Infall of planetesimals onto growing giant planets: onset of runaway gas accretion and metallicity of their gas envelopes

TL;DR

This study combines numerical simulations and analytical models to understand planetesimal accretion onto growing giant planets, revealing conditions for gap opening, accretion rates, and implications for planetary metallicity and formation stages.

Contribution

It introduces a semi-analytical formula for planetesimal accretion rates and clarifies the conditions for gap opening, advancing understanding of giant planet formation and metallicity enrichment.

Findings

Gap opening suppresses early planetesimal accretion.

Late-stage rapid Hill radius expansion increases accretion.

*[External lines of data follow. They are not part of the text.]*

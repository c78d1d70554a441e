//! In-memory document backend.

use std::collections::HashMap;
use std::sync::atomic::{AtomicU64, AtomicUsize, Ordering};

use async_trait::async_trait;
use parking_lot::RwLock;
use serde_json::Value;

use super::{Document, DocumentBackend, ID_FIELD, id_to_string};
use crate::error::{FixtureError, FixtureResult};

/// Process-local document store.
///
/// Collections are created on first insert. Counts every `find_one` call so
/// tests can tell a cache hit from a database round trip.
#[derive(Debug, Default)]
pub struct InMemoryBackend {
	collections: RwLock<HashMap<String, Vec<Document>>>,
	find_count: AtomicUsize,
	next_id: AtomicU64,
}

impl InMemoryBackend {
	/// Creates an empty backend.
	pub fn new() -> Self {
		Self::default()
	}

	/// Number of `find_one` calls served so far.
	pub fn find_count(&self) -> usize {
		self.find_count.load(Ordering::SeqCst)
	}

	/// Number of documents in a collection.
	pub fn count(&self, collection: &str) -> usize {
		self.collections
			.read()
			.get(collection)
			.map(Vec::len)
			.unwrap_or(0)
	}

	/// Names of all non-empty collections, sorted.
	pub fn collection_names(&self) -> Vec<String> {
		let mut names: Vec<String> = self
			.collections
			.read()
			.iter()
			.filter(|(_, docs)| !docs.is_empty())
			.map(|(name, _)| name.clone())
			.collect();
		names.sort();
		names
	}

	/// Removes every collection.
	pub fn clear(&self) {
		self.collections.write().clear();
	}
}

fn matches(document: &Document, filter: &Document) -> bool {
	filter
		.iter()
		.all(|(key, expected)| document.get(key) == Some(expected))
}

#[async_trait]
impl DocumentBackend for InMemoryBackend {
	async fn find_one(&self, collection: &str, filter: Document) -> FixtureResult<Option<Document>> {
		self.find_count.fetch_add(1, Ordering::SeqCst);
		Ok(self
			.collections
			.read()
			.get(collection)
			.and_then(|docs| docs.iter().find(|doc| matches(doc, &filter)))
			.cloned())
	}

	async fn insert_many(
		&self,
		collection: &str,
		documents: Vec<Document>,
	) -> FixtureResult<Vec<String>> {
		let mut collections = self.collections.write();
		let stored = collections.entry(collection.to_string()).or_default();

		let mut ids = Vec::with_capacity(documents.len());
		for mut document in documents {
			let id = match document.get(ID_FIELD) {
				Some(id) => id.clone(),
				None => {
					let generated = self.next_id.fetch_add(1, Ordering::SeqCst) + 1;
					let id = Value::String(format!("{:024x}", generated));
					document.insert(ID_FIELD.to_string(), id.clone());
					id
				}
			};

			if stored.iter().any(|doc| doc.get(ID_FIELD) == Some(&id)) {
				return Err(FixtureError::BackendError(format!(
					"duplicate key {} in collection '{}'",
					id, collection
				)));
			}

			ids.push(id_to_string(&id));
			stored.push(document);
		}

		Ok(ids)
	}

	async fn delete_many(&self, collection: &str, filter: Document) -> FixtureResult<u64> {
		let mut collections = self.collections.write();
		let Some(stored) = collections.get_mut(collection) else {
			return Ok(0);
		};

		let before = stored.len();
		stored.retain(|doc| !matches(doc, &filter));
		Ok((before - stored.len()) as u64)
	}

	async fn update_one(
		&self,
		collection: &str,
		filter: Document,
		fields: Document,
	) -> FixtureResult<u64> {
		let mut collections = self.collections.write();
		let target = collections
			.get_mut(collection)
			.and_then(|docs| docs.iter_mut().find(|doc| matches(doc, &filter)));

		match target {
			Some(document) => {
				document.extend(fields);
				Ok(1)
			}
			None => Ok(0),
		}
	}
}
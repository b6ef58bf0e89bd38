//! Error taxonomy for the grading pipeline.
//!
//! Two classes with different blast radii: `ConfigError` aborts a grading
//! run before any output is produced, `RecordError` costs exactly one
//! submission and lets the run continue. Keeping them as separate types
//! means callers cannot accidentally absorb a fatal configuration problem
//! with per-record handling.

use std::path::PathBuf;

use thiserror::Error;

/// Fatal configuration problems. A run that hits one of these produces no
/// output at all.
#[derive(Debug, Error)]
pub enum ConfigError {
    /// The answer key file could not be read.
    #[error("failed to read answer key {path}: {source}")]
    KeyUnreadable {
        path: PathBuf,
        #[source]
        source: std::io::Error,
    },

    /// The answer key is not valid JSON or is missing a required field.
    #[error("invalid answer key {path}: {message}")]
    KeyMalformed { path: PathBuf, message: String },

    /// The answer key parsed but cannot grade anything.
    #[error("answer key for '{exam_id}' is incomplete: {message}")]
    KeyIncomplete { exam_id: String, message: String },

    /// No answer key exists for the requested exam.
    #[error("no answer key found for exam '{exam_id}'")]
    KeyNotFound { exam_id: String },
}

/// Per-record failure: one submission is excluded, the run continues.
#[derive(Debug, Error)]
pub enum RecordError {
    /// The file is not valid JSON, or lacks the required `answers` array.
    #[error("malformed submission {path}: {message}")]
    Malformed { path: PathBuf, message: String },

    /// The file could not be read at all.
    #[error("unreadable submission {path}: {source}")]
    Unreadable {
        path: PathBuf,
        #[source]
        source: std::io::Error,
    },
}
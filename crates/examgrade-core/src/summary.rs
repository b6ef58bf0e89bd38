//! Aggregate statistics over a grading run.

use serde::{Deserialize, Serialize};

use crate::results::{ResultCollection, TimeTaken};

/// Summary figures for one graded exam, for the CLI table and report
/// headers.
#[derive(Debug, Clone, Serialize, Deserialize)]
pub struct GradeSummary {
    /// Number of graded submissions.
    pub graded: usize,
    /// Mean score across graded submissions (0.0 when none).
    pub mean_score: f64,
    /// Highest score awarded.
    pub highest: u32,
    /// Lowest score awarded.
    pub lowest: u32,
    /// Submissions that scored the maximum.
    pub full_marks: usize,
    /// Results whose elapsed time was unavailable.
    pub timing_gaps: usize,
    /// Mean elapsed seconds over results that have a time (None when none do).
    pub mean_time_seconds: Option<f64>,
}

/// Compute summary statistics for a result collection.
pub fn summarize(collection: &ResultCollection) -> GradeSummary {
    let graded = collection.results.len();

    let mut highest = 0u32;
    let mut lowest = u32::MAX;
    let mut total = 0u64;
    let mut full_marks = 0usize;
    let mut timing_gaps = 0usize;
    let mut time_total = 0i64;
    let mut timed = 0usize;

    for record in &collection.results {
        highest = highest.max(record.score);
        lowest = lowest.min(record.score);
        total += u64::from(record.score);
        if record.score == record.max_score {
            full_marks += 1;
        }
        match record.time_taken_seconds {
            TimeTaken::Seconds(secs) => {
                time_total += secs;
                timed += 1;
            }
            TimeTaken::Unavailable => timing_gaps += 1,
        }
    }

    GradeSummary {
        graded,
        mean_score: if graded == 0 {
            0.0
        } else {
            total as f64 / graded as f64
        },
        highest,
        lowest: if graded == 0 { 0 } else { lowest },
        full_marks,
        timing_gaps,
        mean_time_seconds: if timed == 0 {
            None
        } else {
            Some(time_total as f64 / timed as f64)
        },
    }
}
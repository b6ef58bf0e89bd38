//! Store path configuration.
//!
//! Folder locations are explicit configuration handed to each store, never
//! process-wide state. Loaded from `examgrade.toml` in the working
//! directory, then `~/.config/examgrade/config.toml`, then built-in
//! defaults; `EXAMGRADE_*_DIR` environment variables override individual
//! paths last.

use std::path::{Path, PathBuf};

use anyhow::{Context, Result};
use serde::{Deserialize, Serialize};

/// Directory layout for all persisted artifacts.
#[derive(Debug, Clone, Serialize, Deserialize)]
pub struct StoreConfig {
    /// Exam definition files.
    #[serde(default = "default_exams_dir")]
    pub exams_dir: PathBuf,
    /// Answer key files.
    #[serde(default = "default_answer_keys_dir")]
    pub answer_keys_dir: PathBuf,
    /// Submission records.
    #[serde(default = "default_submissions_dir")]
    pub submissions_dir: PathBuf,
    /// Result artifacts.
    #[serde(default = "default_results_dir")]
    pub results_dir: PathBuf,
}

fn default_exams_dir() -> PathBuf {
    PathBuf::from("exams")
}
fn default_answer_keys_dir() -> PathBuf {
    PathBuf::from("answer_keys")
}
fn default_submissions_dir() -> PathBuf {
    PathBuf::from("submissions")
}
fn default_results_dir() -> PathBuf {
    PathBuf::from("results")
}

impl Default for StoreConfig {
    fn default() -> Self {
        Self {
            exams_dir: default_exams_dir(),
            answer_keys_dir: default_answer_keys_dir(),
            submissions_dir: default_submissions_dir(),
            results_dir: default_results_dir(),
        }
    }
}

/// Load configuration from the default search locations.
pub fn load_config() -> Result<StoreConfig> {
    load_config_from(None)
}

/// Load config from an explicit path, or search the default locations.
pub fn load_config_from(path: Option<&Path>) -> Result<StoreConfig> {
    let config_path = if let Some(p) = path {
        if p.exists() {
            Some(p.to_path_buf())
        } else {
            anyhow::bail!("config file not found: {}", p.display());
        }
    } else {
        let local = PathBuf::from("examgrade.toml");
        if local.exists() {
            Some(local)
        } else if let Some(global_dir) = global_config_dir() {
            let global = global_dir.join("config.toml");
            global.exists().then_some(global)
        } else {
            None
        }
    };

    let mut config = match config_path {
        Some(path) => {
            let content = std::fs::read_to_string(&path)
                .with_context(|| format!("failed to read config: {}", path.display()))?;
            toml::from_str::<StoreConfig>(&content)
                .with_context(|| format!("failed to parse config: {}", path.display()))?
        }
        None => StoreConfig::default(),
    };

    // Env overrides win over any file.
    if let Ok(dir) = std::env::var("EXAMGRADE_EXAMS_DIR") {
        config.exams_dir = PathBuf::from(dir);
    }
    if let Ok(dir) = std::env::var("EXAMGRADE_ANSWER_KEYS_DIR") {
        config.answer_keys_dir = PathBuf::from(dir);
    }
    if let Ok(dir) = std::env::var("EXAMGRADE_SUBMISSIONS_DIR") {
        config.submissions_dir = PathBuf::from(dir);
    }
    if let Ok(dir) = std::env::var("EXAMGRADE_RESULTS_DIR") {
        config.results_dir = PathBuf::from(dir);
    }

    Ok(config)
}

fn global_config_dir() -> Option<PathBuf> {
    std::env::var("HOME")
        .ok()
        .map(|home| PathBuf::from(home).join(".config").join("examgrade"))
}

#[cfg(test)]
mod tests {
    use super::*;

    #[test]
    fn default_layout() {
        let config = StoreConfig::default();
        assert_eq!(config.exams_dir, PathBuf::from("exams"));
        assert_eq!(config.answer_keys_dir, PathBuf::from("answer_keys"));
        assert_eq!(config.submissions_dir, PathBuf::from("submissions"));
        assert_eq!(config.results_dir, PathBuf::from("results"));
    }

    #[test]
    fn parse_partial_config_fills_defaults() {
        let config: StoreConfig = toml::from_str("exams_dir = \"papers\"").unwrap();
        assert_eq!(config.exams_dir, PathBuf::from("papers"));
        assert_eq!(config.submissions_dir, PathBuf::from("submissions"));
    }

    #[test]
    fn explicit_config_path() {
        let dir = tempfile::tempdir().unwrap();
        let path = dir.path().join("examgrade.toml");
        std::fs::write(&path, "submissions_dir = \"inbox\"").unwrap();

        let config = load_config_from(Some(&path)).unwrap();
        assert_eq!(config.submissions_dir, PathBuf::from("inbox"));
    }

    #[test]
    fn missing_explicit_config_fails() {
        assert!(load_config_from(Some(Path::new("no_such_config.toml"))).is_err());
    }
}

Implications for metallicity and formation timescales of gas giants.

Abstract

We have investigated the planetesimal accretion rate onto giant planets that are growing through gas accretion, using numerical simulations and analytical arguments. We derived the condition for gap opening in the planetesimal disk, which is determined by a competition between the expansion of the planet's Hill radius due to the planet growth and the damping of planetesimal eccentricity due to gas drag. We also derived the semi-analytical formula for the planetesimal accretion rate as a function of ratios of the rates of the Hill radius expansion, the damping, and planetesimal scattering by the planet. The predicted low planetesimal accretion rate due to gap opening in early gas accretion stages quantitatively shows that "phase 2," which is a long slow gas accretion phase before onset of runaway gas accretion, is not likely to occur. In late stages, rapid Hill radius expansion fills the gap, resulting in significant planetesimal accretion, which is as large as several $M_{\oplus}$ for Jupiter and Saturn. The efficient onset of runaway gas accretion and the late pollution may reconcile the ubiquity of extrasolar giant planets with metal-rich envelopes of Jupiter and Saturn inferred from interior structure models. These formulae will give deep insights into formation of extrasolar gas giants and the diversity in metallicity of transiting gas giants.